● **What is needed**:
Read the entries below and pull out each line with the string "must".

● **Data listing**:
//! `Select`, `SelectMany` and `GroupBy`.

use crate::query::{
    dml::{RequestId, SelectInfo},
    translate::{Sql, TranslateError, Translator, arg, member_path},
};
use model::core::types::{PropertyRef, TypeRef};
use query_syntax::{Binding, Expr, Method};
use tracing::trace;

pub(crate) fn translate_select(
    t: &mut Translator<'_>,
    expr: &Expr,
    method: &Method,
    args: &[Expr],
) -> Result<Sql, TranslateError> {
    let request = t.receiver_request(expr, &args[0])?;
    t.set_active(request);
    let body = t.bind_lambda(expr, request, arg(expr, args, 1)?)?;

    let projection = match body {
        Expr::New { ty, members } => {
            t.tree_mut().clear_select(request);
            t.with_in_or(true, |t| {
                for (index, (member, value)) in members.iter().enumerate() {
                    project_member(t, request, member, value, index == 0)?;
                }
                Ok(())
            })?;
            TypeRef::object(ty)
        }
        Expr::MemberInit { ty, bindings } => {
            t.tree_mut().clear_select(request);
            t.with_in_or(true, |t| {
                for (index, binding) in bindings.iter().enumerate() {
                    let Binding::Assign { member, value } = binding else {
                        return Err(TranslateError::unsupported(
                            expr,
                            "Collection initializers are not supported in projections",
                        ));
                    };
                    project_member(t, request, member, value, index == 0)?;
                }
                Ok(())
            })?;
            TypeRef::object(ty)
        }
        Expr::Member { .. } | Expr::Parameter(_) | Expr::Key(_) => {
            project_single(t, expr, method, request, body)?
        }
        _ => {
            return Err(TranslateError::unsupported(expr, "No supported select"));
        }
    };

    t.tree_mut().request_mut(request).projection = Some(projection);
    Ok(Sql::Request(request))
}

/// A bare member becomes the only select item. Collection members must be
/// flattened with `SelectMany`.
fn project_single(
    t: &mut Translator<'_>,
    expr: &Expr,
    method: &Method,
    request: RequestId,
    body: &Expr,
) -> Result<TypeRef, TranslateError> {
    let ty = body.ty();
    let flatten = ty.is_collection();
    if flatten && *method != Method::SelectMany {
        return Err(TranslateError::violation(
            expr,
            "A collection member can only be projected with SelectMany",
        ));
    }

    let sql = t.with_in_or(!flatten, |t| t.visit(body))?;
    t.set_active(request);
    let node = t.node_of(sql);
    t.tree_mut().clear_select(request);
    t.tree_mut().push_select(request, SelectInfo::new(node));

    Ok(match ty.element() {
        Some(element) if flatten => element.clone(),
        _ => ty,
    })
}

fn project_member(
    t: &mut Translator<'_>,
    request: RequestId,
    member: &PropertyRef,
    value: &Expr,
    new_element: bool,
) -> Result<(), TranslateError> {
    match value {
        Expr::Member { .. } | Expr::Parameter(_) => {
            if value.ty().is_collection() {
                return Err(TranslateError::violation(
                    value,
                    "A collection member can only be projected with SelectMany",
                ));
            }
            let path = member_path(value);
            let node = t.visit_node(value)?;
            match path {
                Some(path) => t.add_equivalent(member, path),
                // `x.Items.First().Quantity` and the like
                None => t.add_projected(member, node),
            }
            t.tree_mut().push_select(
                request,
                SelectInfo::member(node, Some(member.clone()), new_element),
            );
        }
        Expr::Key(grouping) => project_key(t, request, member, value, grouping, new_element)?,
        // a nested object starts a new destination object
        Expr::New { members, .. } => {
            for (index, (inner, inner_value)) in members.iter().enumerate() {
                project_member(t, request, inner, inner_value, index == 0)?;
            }
        }
        Expr::Constant(_)
        | Expr::Call { .. }
        | Expr::Binary { .. }
        | Expr::Unary { .. }
        | Expr::Conditional { .. }
        | Expr::Source(_) => {
            let node = t.visit_node(value)?;
            t.add_projected(member, node);
            t.tree_mut().push_select(
                request,
                SelectInfo::member(node, Some(member.clone()), new_element),
            );
            let mapping = t.mapping();
            mapping.register_sql_equivalent(t.tree(), member, node);
        }
        Expr::Lambda(_) | Expr::MemberInit { .. } => {
            return Err(TranslateError::unsupported(
                value,
                &format!("Unsupported value for member '{}'", member.name),
            ));
        }
    }
    Ok(())
}

/// `g.Key` as a projected member. A composite key is spread over one
/// select item per GROUP BY entry, starting a nested object.
fn project_key(
    t: &mut Translator<'_>,
    request: RequestId,
    member: &PropertyRef,
    value: &Expr,
    grouping: &Expr,
    new_element: bool,
) -> Result<(), TranslateError> {
    let keys = t.grouping_keys(value, grouping)?;
    if let [(_, None)] = keys.as_slice() {
        let node = t.visit_node(value)?;
        t.add_projected(member, node);
        t.tree_mut().push_select(
            request,
            SelectInfo::member(node, Some(member.clone()), new_element),
        );
        return Ok(());
    }

    trace!("Spreading the key into {} over {} columns", member, keys.len());
    for (index, (key, key_member)) in keys.into_iter().enumerate() {
        let node = t.tree_mut().duplicate(key);
        t.tree_mut()
            .push_select(request, SelectInfo::member(node, key_member, index == 0));
    }
    Ok(())
}

pub(crate) fn translate_group_by(
    t: &mut Translator<'_>,
    expr: &Expr,
    _method: &Method,
    args: &[Expr],
) -> Result<Sql, TranslateError> {
    let request = t.receiver_request(expr, &args[0])?;
    t.set_active(request);
    let body = t.bind_lambda(expr, request, arg(expr, args, 1)?)?;

    match body {
        Expr::New { members, .. } => {
            for (member, value) in members {
                if let Some(path) = member_path(value) {
                    t.add_equivalent(member, path);
                }
                let key = t.visit_node(value)?;
                t.tree_mut().push_group_by(request, key, Some(member.clone()));
            }
        }
        Expr::Member { .. } | Expr::Parameter(_) => {
            let key = t.visit_node(body)?;
            t.tree_mut().push_group_by(request, key, None);
        }
        _ => {
            return Err(TranslateError::unsupported(
                expr,
                "Grouping keys must be members or anonymous objects of members",
            ));
        }
    }

    let r = t.tree_mut().request_mut(request);
    r.projection = Some(expr.element_type());
    Ok(Sql::Request(request))
}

● **Solution for this exercise**:
/// A bare member becomes the only select item. Collection members must be
                "Grouping keys must be members or anonymous objects of members",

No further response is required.